Aussi à défaut de critères et de jugements objectifs, nous sommes en droit de combattre ce que nous qualifions de mal dans un esprit de protection et de préservation (instincts de sécurité et de conservation obligent) mais pas de punition ou de vengeance. Toute condamnation varie selon le degré de responsabilité dévolue au délinquant ou contrevenant. La justice, digne de ce nom, s’y attelle avec ses faibles moyens à cause de la méconnaissance des mécanismes internes et externes qui ont présidé aux déviances humaines, ainsi (mal)nommées eu égard à un référentiel aussi arbitraire que nécessaire. Il suffit de voir les querelles d’experts qui se contredisent de bonne foi pour se
convaincre de l’extrême difficulté, pour ne pas dire l’impossibilité, de poser un diagnostic fiable quant au degré de responsabilité des accusés. Les circonstances aggravantes ou atténuantes ne sont que des reflets superficiels et peu éclairants de structures constitutives, intimes, souterraines, insondables, car ignorées de tous, y compris de l’intéressé, victime de cette « anormalité » négative, pendant de la positive à l’irresponsabilité tout aussi éclatante.
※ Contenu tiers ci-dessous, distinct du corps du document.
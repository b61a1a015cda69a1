use std::path::Path;

use serde::{Deserialize, Serialize};

use crate::form::DEFAULT_PASS_LIMIT;

/// The directory under a store root holding tool settings.
pub const CONFIG_DIR: &str = ".cbi";

/// Settings for the command line tool and the forms it builds.
///
/// Stored as `.cbi/config.toml` under the store root.
#[derive(Debug, Clone, PartialEq, Eq, Serialize, Deserialize)]
#[serde(from = "Versions", into = "Versions")]
pub struct Config {
    /// How many dependency passes may follow the first before the check
    /// gives up.
    dependency_pass_limit: usize,

    /// Forces forms read-only (or writable) instead of probing the store.
    pub readonly: Option<bool>,

    /// The file extension of configuration files. `json`, `yaml` and `yml`
    /// select that document format; anything else is TOML.
    extension: String,
}

impl Default for Config {
    fn default() -> Self {
        Self {
            dependency_pass_limit: DEFAULT_PASS_LIMIT,
            readonly: None,
            extension: default_extension(),
        }
    }
}

impl Config {
    /// Loads the configuration from a TOML file at the given path.
    ///
    /// # Errors
    ///
    /// Returns an error if the file cannot be read or if the TOML content is
    /// invalid.
    pub fn load(path: &Path) -> Result<Self, String> {
        let content = std::fs::read_to_string(path)
            .map_err(|e| format!("Failed to read config file: {e}"))?;
        toml::from_str(&content).map_err(|e| format!("Failed to parse config file: {e}"))
    }

    /// Loads `.cbi/config.toml` under `root`, falling back to the defaults.
    #[must_use]
    pub fn load_or_default(root: &Path) -> Self {
        let path = root.join(CONFIG_DIR).join("config.toml");
        Self::load(&path).unwrap_or_else(|e| {
            tracing::debug!("Failed to load config: {e}");
            Self::default()
        })
    }

    /// Saves the configuration to a TOML file at the given path.
    ///
    /// # Errors
    ///
    /// Returns an error if the configuration cannot be serialized to TOML or if
    /// the file cannot be written.
    pub fn save(&self, path: &Path) -> Result<(), String> {
        let content =
            toml::to_string_pretty(self).map_err(|e| format!("Failed to serialize config: {e}"))?;
        std::fs::write(path, content).map_err(|e| format!("Failed to write config file: {e}"))
    }

    /// The dependency pass limit.
    #[must_use]
    pub const fn dependency_pass_limit(&self) -> usize {
        self.dependency_pass_limit
    }

    /// The configuration file extension, without the dot.
    #[must_use]
    pub fn extension(&self) -> &str {
        &self.extension
    }
}

const fn default_pass_limit() -> usize {
    DEFAULT_PASS_LIMIT
}

fn default_extension() -> String {
    "toml".to_string()
}

/// The serialized versions of the configuration.
/// This allows for future changes to the configuration format and to the domain
/// type without breaking compatibility.
#[derive(Debug, Serialize, Deserialize)]
#[serde(tag = "_version")]
enum Versions {
    #[serde(rename = "1")]
    V1 {
        #[serde(default = "default_pass_limit")]
        dependency_pass_limit: usize,

        #[serde(default, skip_serializing_if = "Option::is_none")]
        readonly: Option<bool>,

        #[serde(default = "default_extension")]
        extension: String,
    },
}

impl From<Versions> for Config {
    fn from(versions: Versions) -> Self {
        match versions {
            Versions::V1 {
                dependency_pass_limit,
                readonly,
                extension,
            } => Self {
                dependency_pass_limit,
                readonly,
                extension,
            },
        }
    }
}

impl From<Config> for Versions {
    fn from(config: Config) -> Self {
        Self::V1 {
            dependency_pass_limit: config.dependency_pass_limit,
            readonly: config.readonly,
            extension: config.extension,
        }
    }
}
Terminons par un comportement exemplaire qui impose le respect. Celui du chanteur Julos Beaucarne qui, le soir même de l’assassinat de sa femme par un travailleur immigré qu’ils avaient hébergé, écrivit une lettre à la fois émouvante et surprenante pour le commun des mortels, non pour crier vengeance, mais pour oeuvrer à » remettre d’aplomb et d’équerre la société malade, par l’amour, l’amitié et la persuasion ». Tout en étant « au fond du panier de la tristesse – on doit chacun, dit-on, manger un sac de charbon pour aller au paradis -« , il conclut » je pense de toutes mes forces qu’il faut s’aimer à tort et à travers ». Quelle leçon d’humanité!
Pierre Crombez– Enseignant à la retraite.